SCOM performance has been one of the top user voice items over the years. It directly impacts the way our customers interact with SCOM including web console and operations console. This blog aims to highlight specific user scenarios which we’ve addressed in SCOM 2019 release and also the ones we intend to address in subsequent SCOM releases. Such user scenarios have been highlighted by our customers which is reflected in the SCOM performance issues that our customer support team resolves frequently.
In SCOM 2019, here are some of the scenarios that have been fixed:
1. Windows computer view in SCOM console: A few of our customers gave us the feedback that opening the Windows computer view in the SCOM console took an unreasonable amount of time. As an example, one of our customers with 1600+ windows computers reported this issue. About 1400 servers and 50 clients (engineers) were affected because of this issue. While on an average, it took about 8-10 minutes for this view to load, in the extreme cases it took more than 20 minutes. Given our customers are dependent on SCOM to provide timely information including but not limited to alerts, health and performance metrics of their applications and workloads, the performance of SCOM console is critical for customers’ monitoring experience. To decrease the load time for this view, we optimized the SQL query relevant to this view.
2. Changing the settings of a User Role One of our customer had an environment with a lot of user roles, views, classes and relationship types in the database. The customer reached out to System Center team and explained that on an average, changing the settings of a user role, for instance, providing or revoking permissions on specific views or dashboards to a specific user role, took about 30minutes. Further research suggested that many other SCOM customers with similar environment also experience similar problem. In fact, many customers concurred that changing setting of, say, 15-20 user roles took an entire day that impacted their productivity and ability to use SCOM console effectively. At a high level, the SQL queries that fetched relevant data and eventually helped change the settings of a user role was optimized. This optimization led to significant improvements in the load time for our customers.
3. Grooming of Maintenance Mode Staging Table Our customer support team received a case from our customer that SCOM Operations Manager Datawarehouse grooming (emptying) of maintenance mode staging table was not occurring. This essentially meant that the table grew every day into millions of rows which eventually filled up the database that could potentially lead to additional cost to the customer to spin up a new database.
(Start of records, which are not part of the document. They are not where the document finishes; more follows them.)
pub mod config;
pub mod error;
pub mod escape;

pub use config::Config;
pub use error::WeaverError;
pub use escape::{escape_attr, escape_text};

/// Comment marker opening a reactive region: `<!--^id-->`.
pub const MARKER_OPEN: &str = "^";
/// Comment marker closing a reactive region: `<!--/id-->`.
pub const MARKER_CLOSE: &str = "/";

/// Prefix for signal-bound attributes: `data-w-class="sig_id"`.
pub const ATTR_BIND_PREFIX: &str = "data-w-";

/// DOM event types the client delegates at the document level.
pub const DELEGATED_EVENTS: &[&str] = &[
    "click", "input", "change", "submit", "focus", "blur", "keydown", "keyup", "keypress",
];

/// Rewrite a JSX-ism prop name to its HTML attribute name.
///
/// ```
/// assert_eq!(weaver_common::html_attr_name("className"), "class");
/// assert_eq!(weaver_common::html_attr_name("htmlFor"), "for");
/// assert_eq!(weaver_common::html_attr_name("href"), "href");
/// ```
pub fn html_attr_name(prop: &str) -> &str {
    match prop {
        "className" => "class",
        "htmlFor" => "for",
        other => other,
    }
}

/// Void elements per the HTML spec. Serialized self-closing, no close tag.
pub fn is_void_element(tag: &str) -> bool {
    matches!(
        tag,
        "area"
            | "base"
            | "br"
            | "col"
            | "embed"
            | "hr"
            | "img"
            | "input"
            | "link"
            | "meta"
            | "param"
            | "source"
            | "track"
            | "wbr"
    )
}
Furthermore, the increase in utilization of database is usually correlated with decrease in performance of SCOM console. To fix this issue we added an index to the maintenance mode stable table. This ensured that proper grooming of the table happened.
4. SDK service not starting and severe perf degradation leading to SCOM console not loading While the technical details of the above mentioned issues are beyond the scope of this blog, suffice to say that a couple of SQL queries running in the backend were causing the above mentioned issues. In fact, a few our customers mentioned that they faced severe performance degradation since they upgraded from SCOM 1807 to 2019. The SCOM console took a long time to load and when it did even the basic tasks such as adding a management server to management group couldn’t be completed. To fix this issue, we optimized the SQL queries relevant to these issues which lead to significant performance improvement.
5. Reliability and performance improvement in XPlat agent
Prior to 2019, monitoring data related to health and performance were fetched through requests running in the same thread in the back end. Due to this design, any flaws in the perf channel affected the heartbeat requests and vice versa. This often led to system going into greyed out state.
In 2019, we isolated heartbeat threads from performance data related threads which meant that any malfunctioning in performance providers would not affect heartbeat request, thereby improving reliability of SCOM.
We also introduced filters in XPlat MPs to help customers in customizing their discovery and monitoring scope to entities of interest. With this filter, customers can define OMI queries to limit their workloads. For instance, in the SuSE platform there is a file system called “RaiserFS” which is not supported in core XPlat MPs, yet this file system was discovered with inappropriate performance data. Similarly, in case of hypervisor and container environments, large set of logical entities are created which should not monitored. This happens because of generic nature of XPlat agent which discovers all these entities. With the introduction of filters in Xplat MPs, discover and monitoring of all such entities can be fine-tuned further to improve performance and scale of XPlat agent.
If you have faced above mentioned issues in your SCOM environment, please let us know your current experience. Many of our customers are still using SCOM 2012 and SCOM 2016. Given that we will continue to make significant investment into improving SCOM performance in 2020, we strongly recommend that you upgrade your environment to the SCOM 2019 Update Rollup 2 to get better performance.
Lastly, in 2020, we’re planning to invest into improving performance of SCOM consoles for other top user scenarios such as alert, health and performance views.